After travelling for a long way He rested on the far bank of the river Neranjara and there shaved His head, giving His garments and ornaments to Channa to take back to the palace. He now adopted the simple yellow garb of an ascetic and led a life of voluntary poverty as a homeless beggar.
He commenced His search for calm and peace by studying with Arada Kalama, an ascetic of repute who, after his pupil’s developing the seventh Arupa Dhyana, or the Realm of Nothingness, regarded Him as his equal. The future Buddha was not satisfied, however, with mere mental concentration so He went to Udraka Ramaputra with whom He developed the final mental stage of the Realm of Neither Perception nor Non-Perception. Since, in those days, the ancient sages could proceed no further than this in mental development, the teacher invited Him to take full charge of all his disciples.
Finding that there seemed to be no-one competent to teach Him, since all were enmeshed in ignorance, Gautama gave up looking for external help from teachers since He realised that Truth and peace are to be found within oneself and not gained from another. Thereafter He wandered in the district of Magadha arriving eventually at Uruvela. Hearing of His renunciation, Kondanna, who had foretold His destiny at His birth, and four sons of the other sages who had been present at the same time, Bhaddiya, Vappa, Mahanama and Assaji, also renounced the world and joined Him.

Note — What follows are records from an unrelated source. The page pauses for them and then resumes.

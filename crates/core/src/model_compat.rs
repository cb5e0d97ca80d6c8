//! Embedding model/dimension compatibility check (spec §4.14). Blocks
//! semantic reads when the stored model identity no longer matches the
//! configured one; status/delete paths report the same mismatch as a
//! non-blocking warning instead.

use crate::error::{Result, SearchError};
use crate::metadata::EmbeddingModels;

#[derive(Clone, Copy, Debug, PartialEq, Eq)]
pub enum Corpus {
    Code,
    Docs,
}

pub struct CurrentModel<'a> {
    pub name: &'a str,
    pub dimension: usize,
}

fn stored(models: &EmbeddingModels, corpus: Corpus) -> (&str, usize) {
    match corpus {
        Corpus::Code => (&models.code_model_name, models.code_model_dimension),
        Corpus::Docs => (&models.docs_model_name, models.docs_model_dimension),
    }
}

fn is_compatible(models: &EmbeddingModels, corpus: Corpus, current: &CurrentModel) -> bool {
    let (stored_name, stored_dim) = stored(models, corpus);
    stored_name == current.name && stored_dim == current.dimension
}

/// Call on every read-path entry. Returns an error that blocks the search.
pub fn check_blocking(models: &EmbeddingModels, corpus: Corpus, current: &CurrentModel) -> Result<()> {
    let (stored_name, stored_dim) = stored(models, corpus);
    if is_compatible(models, corpus, current) {
        Ok(())
    } else {
        Err(SearchError::model_mismatch(stored_name, stored_dim, current.name, current.dimension))
    }
}

/// Call on status/delete paths. Never blocks; returns `Some(warning)` on
/// mismatch.
pub fn check_non_blocking(models: &EmbeddingModels, corpus: Corpus, current: &CurrentModel) -> Option<String> {
    let (stored_name, stored_dim) = stored(models, corpus);
    if is_compatible(models, corpus, current) {
        None
    } else {
        Some(format!(
            "index was built with embedding model '{stored_name}' ({stored_dim} dims), current \
             configuration expects '{}' ({} dims)",
            current.name, current.dimension
        ))
    }
}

Asceticism was practiced very severely in those days in India and Gautama practiced all forms of austerity to such an extent that His delicate body was reduced almost to a skeleton but the greater His torments the further His goal receded, their only result being exhaustion.
Then came Mara suggesting to His mind that He live a life of merit which would involve Him in sacrifices and celibacy, but the future Buddha discarded these things since sense desires, aversion, hunger, thirst, craving, sloth, torpor, fear, doubt, distractions, obstinacy, profit, praise, honour, false fame, the extolling of oneself and contempt of others He knew to be the weapons of Mara. Resolving that it would be better to die in the battle against such things rather than to live vanquished, He dismissed these possibilities and made firm His determination to reach Buddhahood.

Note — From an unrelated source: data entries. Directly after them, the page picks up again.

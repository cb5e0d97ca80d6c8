//! Embedded-SQLite vector store: one `.db` file per (project, corpus) pair
//! (`code.db` / `docs.db`). Bounded brute-force cosine search, modeled on the
//! upsert-by-id / bounded-heap-top-k pattern used for on-device vector
//! storage elsewhere in the ecosystem.

use crate::error::{ErrorKind, Result, SearchError};
use rusqlite::{params, Connection, OptionalExtension};
use std::cmp::Ordering;
use std::collections::BinaryHeap;
use std::path::Path;

pub const DEFAULT_SCAN_CAP: usize = 200_000;

#[derive(Clone, Debug, PartialEq)]
pub struct ChunkRecord {
    pub id: String,
    pub path: String,
    pub start_line: usize,
    pub end_line: usize,
    pub text: String,
    pub embedding: Vec<f32>,
}

#[derive(Clone, Debug, PartialEq)]
pub struct ScoredChunk {
    pub record: ChunkRecord,
    pub score: f32,
}

struct HeapEntry {
    score: f32,
    record: ChunkRecord,
}

impl PartialEq for HeapEntry {
    fn eq(&self, other: &Self) -> bool {
        self.score == other.score
    }
}
impl Eq for HeapEntry {}
impl PartialOrd for HeapEntry {
    fn partial_cmp(&self, other: &Self) -> Option<Ordering> {
        Some(self.cmp(other))
    }
}
impl Ord for HeapEntry {
    fn cmp(&self, other: &Self) -> Ordering {
        // Reverse so the binary heap behaves as a min-heap on score.
        other.score.partial_cmp(&self.score).unwrap_or(Ordering::Equal)
    }
}

pub struct VectorStore {
    conn: Connection,
    scan_cap: usize,
}

impl VectorStore {
    pub fn open(path: &Path) -> Result<Self> {
        let conn = Connection::open(path).map_err(|e| {
            SearchError::new(ErrorKind::IndexCorrupt, "failed to open vector store").with_cause(e)
        })?;
        conn.pragma_update(None, "journal_mode", "WAL").ok();
        conn.execute(
            "CREATE TABLE IF NOT EXISTS chunks (
                id TEXT PRIMARY KEY,
                path TEXT NOT NULL,
                start_line INTEGER NOT NULL,
                end_line INTEGER NOT NULL,
                text TEXT NOT NULL,
                embedding BLOB NOT NULL
            )",
            [],
        )
        .map_err(sqlite_err)?;
        conn.execute("CREATE INDEX IF NOT EXISTS idx_chunks_path ON chunks(path)", [])
            .map_err(sqlite_err)?;
        Ok(Self { conn, scan_cap: DEFAULT_SCAN_CAP })
    }

    pub fn with_scan_cap(mut self, cap: usize) -> Self {
        self.scan_cap = cap;
        self
    }

    /// Insert or replace chunks, keyed by id.
    pub fn insert_chunks(&mut self, chunks: &[ChunkRecord]) -> Result<()> {
        let tx = self.conn.transaction().map_err(sqlite_err)?;
        {
            let mut stmt = tx
                .prepare(
                    "INSERT INTO chunks (id, path, start_line, end_line, text, embedding)
                     VALUES (?1, ?2, ?3, ?4, ?5, ?6)
                     ON CONFLICT(id) DO UPDATE SET
                        path=excluded.path, start_line=excluded.start_line,
                        end_line=excluded.end_line, text=excluded.text,
                        embedding=excluded.embedding",
                )
                .map_err(sqlite_err)?;
            for chunk in chunks {
                stmt.execute(params![
                    chunk.id,
                    chunk.path,
                    chunk.start_line as i64,
                    chunk.end_line as i64,
                    chunk.text,
                    encode_embedding(&chunk.embedding),
                ])
                .map_err(sqlite_err)?;
            }
        }
        tx.commit().map_err(sqlite_err)?;
        Ok(())
    }

    pub fn delete_by_path(&mut self, rel_path: &str) -> Result<usize> {
        let tx = self.conn.transaction().map_err(sqlite_err)?;
        let n = tx
            .execute("DELETE FROM chunks WHERE path = ?1", params![rel_path])
            .map_err(sqlite_err)?;
        tx.commit().map_err(sqlite_err)?;
        Ok(n)
    }

    pub fn get_chunks_by_id(&self, ids: &[String]) -> Result<Vec<ChunkRecord>> {
        let mut out = Vec::with_capacity(ids.len());
        let mut stmt = self
            .conn
            .prepare("SELECT id, path, start_line, end_line, text, embedding FROM chunks WHERE id = ?1")
            .map_err(sqlite_err)?;
        for id in ids {
            let row = stmt
                .query_row(params![id], row_to_record)
                .optional()
                .map_err(sqlite_err)?;
            if let Some(record) = row {
                out.push(record);
            }
        }
        Ok(out)
    }

    /// Cosine-similarity top-k, optionally restricted to a path prefix.
    /// Scans at most `scan_cap` rows, newest first by rowid, to bound cost
    /// on very large corpora.
    pub fn search(
        &self,
        query: &[f32],
        top_k: usize,
        path_prefix: Option<&str>,
    ) -> Result<Vec<ScoredChunk>> {
        let sql = match path_prefix {
            Some(_) => {
                "SELECT id, path, start_line, end_line, text, embedding FROM chunks \
                 WHERE path LIKE ?1 ESCAPE '\\' ORDER BY rowid DESC LIMIT ?2"
            }
            None => "SELECT id, path, start_line, end_line, text, embedding FROM chunks ORDER BY rowid DESC LIMIT ?1",
        };
        let mut stmt = self.conn.prepare(sql).map_err(sqlite_err)?;

        let mut heap: BinaryHeap<HeapEntry> = BinaryHeap::new();
        let cap = self.scan_cap as i64;

        let mut visit = |record: ChunkRecord| {
            let score = cosine_similarity(query, &record.embedding);
            heap.push(HeapEntry { score, record });
            if heap.len() > top_k {
                heap.pop();
            }
        };

        if let Some(prefix) = path_prefix {
            let pattern = format!("{}%", escape_like(prefix));
            let rows = stmt
                .query_map(params![pattern, cap], row_to_record)
                .map_err(sqlite_err)?;
            for row in rows {
                visit(row.map_err(sqlite_err)?);
            }
        } else {
            let rows = stmt.query_map(params![cap], row_to_record).map_err(sqlite_err)?;
            for row in rows {
                visit(row.map_err(sqlite_err)?);
            }
        }

        let mut results: Vec<ScoredChunk> =
            heap.into_iter().map(|e| ScoredChunk { record: e.record, score: e.score }).collect();
        results.sort_by(|a, b| b.score.partial_cmp(&a.score).unwrap_or(Ordering::Equal));
        Ok(results)
    }

    pub fn count_chunks(&self) -> Result<usize> {
        self.conn
            .query_row("SELECT COUNT(*) FROM chunks", [], |r| r.get::<_, i64>(0))
            .map(|n| n as usize)
            .map_err(sqlite_err)
    }

    pub fn count_files(&self) -> Result<usize> {
        self.conn
            .query_row("SELECT COUNT(DISTINCT path) FROM chunks", [], |r| r.get::<_, i64>(0))
            .map(|n| n as usize)
            .map_err(sqlite_err)
    }

    pub fn indexed_files(&self) -> Result<Vec<String>> {
        let mut stmt =
            self.conn.prepare("SELECT DISTINCT path FROM chunks ORDER BY path").map_err(sqlite_err)?;
        let rows = stmt
            .query_map([], |r| r.get::<_, String>(0))
            .map_err(sqlite_err)?;
        let mut out = Vec::new();
        for row in rows {
            out.push(row.map_err(sqlite_err)?);
        }
        Ok(out)
    }

    pub fn has_data(&self) -> Result<bool> {
        Ok(self.count_chunks()? > 0)
    }

    pub fn storage_size_bytes(&self, path: &Path) -> u64 {
        std::fs::metadata(path).map(|m| m.len()).unwrap_or(0)
    }
}

fn row_to_record(row: &rusqlite::Row) -> rusqlite::Result<ChunkRecord> {
    let embedding_bytes: Vec<u8> = row.get(5)?;
    Ok(ChunkRecord {
        id: row.get(0)?,
        path: row.get(1)?,
        start_line: row.get::<_, i64>(2)? as usize,
        end_line: row.get::<_, i64>(3)? as usize,
        text: row.get(4)?,
        embedding: decode_embedding(&embedding_bytes),
    })
}

fn encode_embedding(v: &[f32]) -> Vec<u8> {
    v.iter().flat_map(|f| f.to_le_bytes()).collect()
}

fn decode_embedding(bytes: &[u8]) -> Vec<f32> {
    bytes
        .chunks_exact(4)
        .map(|c| f32::from_le_bytes([c[0], c[1], c[2], c[3]]))
        .collect()
}

fn cosine_similarity(a: &[f32], b: &[f32]) -> f32 {
    if a.len() != b.len() || a.is_empty() {
        return 0.0;
    }
    let dot: f32 = a.iter().zip(b).map(|(x, y)| x * y).sum();
    let na: f32 = a.iter().map(|x| x * x).sum::<f32>().sqrt();
    let nb: f32 = b.iter().map(|x| x * x).sum::<f32>().sqrt();
    if na == 0.0 || nb == 0.0 {
        0.0
    } else {
        dot / (na * nb)
    }
}

/// Escape `%`, `_`, and `\` for a `LIKE ... ESCAPE '\'` clause so a path
/// prefix can never be interpreted as a pattern.
fn escape_like(input: &str) -> String {
    let mut out = String::with_capacity(input.len());
    for ch in input.chars() {
        match ch {
            '\\' | '%' | '_' => {
                out.push('\\');
                out.push(ch);
            }
            _ => out.push(ch),
        }
    }
    out
}

fn sqlite_err(e: rusqlite::Error) -> SearchError {
    SearchError::new(ErrorKind::IndexCorrupt, "vector store operation failed").with_cause(e)
}

#[cfg(test)]
mod tests {
    use super::*;

    fn record(id: &str, path: &str, embedding: Vec<f32>) -> ChunkRecord {
        ChunkRecord { id: id.into(), path: path.into(), start_line: 1, end_line: 5, text: "body".into(), embedding }
    }

    #[test]
    fn insert_and_search_returns_nearest_neighbor() {
        let tmp = tempfile::tempdir().unwrap();
        let mut store = VectorStore::open(&tmp.path().join("code.db")).unwrap();
        store
            .insert_chunks(&[
                record("a#1-5", "a.rs", vec![1.0, 0.0]),
                record("b#1-5", "b.rs", vec![0.0, 1.0]),
            ])
            .unwrap();

        let results = store.search(&[1.0, 0.0], 1, None).unwrap();
        assert_eq!(results.len(), 1);
        assert_eq!(results[0].record.id, "a#1-5");
        assert!(results[0].score > 0.99);
    }

    #[test]
    fn upsert_by_id_replaces_existing_row() {
        let tmp = tempfile::tempdir().unwrap();
        let mut store = VectorStore::open(&tmp.path().join("code.db")).unwrap();
        store.insert_chunks(&[record("a#1-5", "a.rs", vec![1.0, 0.0])]).unwrap();
        store.insert_chunks(&[record("a#1-5", "a.rs", vec![0.0, 1.0])]).unwrap();
        assert_eq!(store.count_chunks().unwrap(), 1);
    }

    #[test]
    fn delete_by_path_removes_all_its_chunks() {
        let tmp = tempfile::tempdir().unwrap();
        let mut store = VectorStore::open(&tmp.path().join("code.db")).unwrap();
        store
            .insert_chunks(&[
                record("a#1-5", "a.rs", vec![1.0, 0.0]),
                record("a#6-10", "a.rs", vec![1.0, 0.0]),
                record("b#1-5", "b.rs", vec![0.0, 1.0]),
            ])
            .unwrap();
        let deleted = store.delete_by_path("a.rs").unwrap();
        assert_eq!(deleted, 2);
        assert_eq!(store.count_chunks().unwrap(), 1);
    }

    #[test]
    fn path_prefix_filter_escapes_like_wildcards() {
        let tmp = tempfile::tempdir().unwrap();
        let mut store = VectorStore::open(&tmp.path().join("code.db")).unwrap();
        store
            .insert_chunks(&[
                record("a#1-5", "src/a_b.rs", vec![1.0, 0.0]),
                record("c#1-5", "srcXabYrs", vec![1.0, 0.0]),
            ])
            .unwrap();
        let results = store.search(&[1.0, 0.0], 10, Some("src/a_b")).unwrap();
        assert_eq!(results.len(), 1);
        assert_eq!(results[0].record.path, "src/a_b.rs");
    }

    #[test]
    fn count_files_counts_distinct_paths() {
        let tmp = tempfile::tempdir().unwrap();
        let mut store = VectorStore::open(&tmp.path().join("code.db")).unwrap();
        store
            .insert_chunks(&[record("a#1-5", "a.rs", vec![1.0, 0.0]), record("a#6-10", "a.rs", vec![0.0, 1.0])])
            .unwrap();
        assert_eq!(store.count_files().unwrap(), 1);
        assert_eq!(store.count_chunks().unwrap(), 2);
    }

    #[test]
    fn has_data_reflects_emptiness() {
        let tmp = tempfile::tempdir().unwrap();
        let mut store = VectorStore::open(&tmp.path().join("code.db")).unwrap();
        assert!(!store.has_data().unwrap());
        store.insert_chunks(&[record("a#1-5", "a.rs", vec![1.0])]).unwrap();
        assert!(store.has_data().unwrap());
    }
}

It was after this decision that He abandoned self mortification as futile and adopted the middle path for He now realised that the way to enlightenment was the one of simply sitting which He had discovered when He was a child and He therefore took food. This so disgusted the five ascetics who were with Him that they deserted Him on the spot saying He had become indulgent. After a substantial meal, offered by Sujata, He resolved just to sit.
Seated under the famous pipal tree, at Buddha Gaya, with His mind tranquil and purified, He developed the supernormal knowledge of the true way to the destruction of the passions and, comprehending things as they truly are, realised His original enlightenment exclaiming, “I was, am and will be enlightened simultaneously with the universe.” He was thirty-five.
He was born human and He lived and died as a man; however, although He was human and neither deified nor immortal, He became an extraordinary man. He must not be thought of as an incarnation of Vishnu nor of any other god and His personal salvation cannot save others. “You yourselves must make the exertion; the Buddhas are only teachers,” was one of His sayings and, “Remember thou must go alone; the Buddhas do but point the way,” is another famous quotation. Instead of placing an unseen, almighty god over man, and making him subservient to such a belief, Shakyamuni Buddha raised the worth of mankind. Selfless service and the equality of all men and women are the corner-stones of His teaching.
Reprinted and adapted with permission from Zen Is Eternal Life, by Reverend Master Jiyu-Kennett. Shasta Abbey Press, 1999.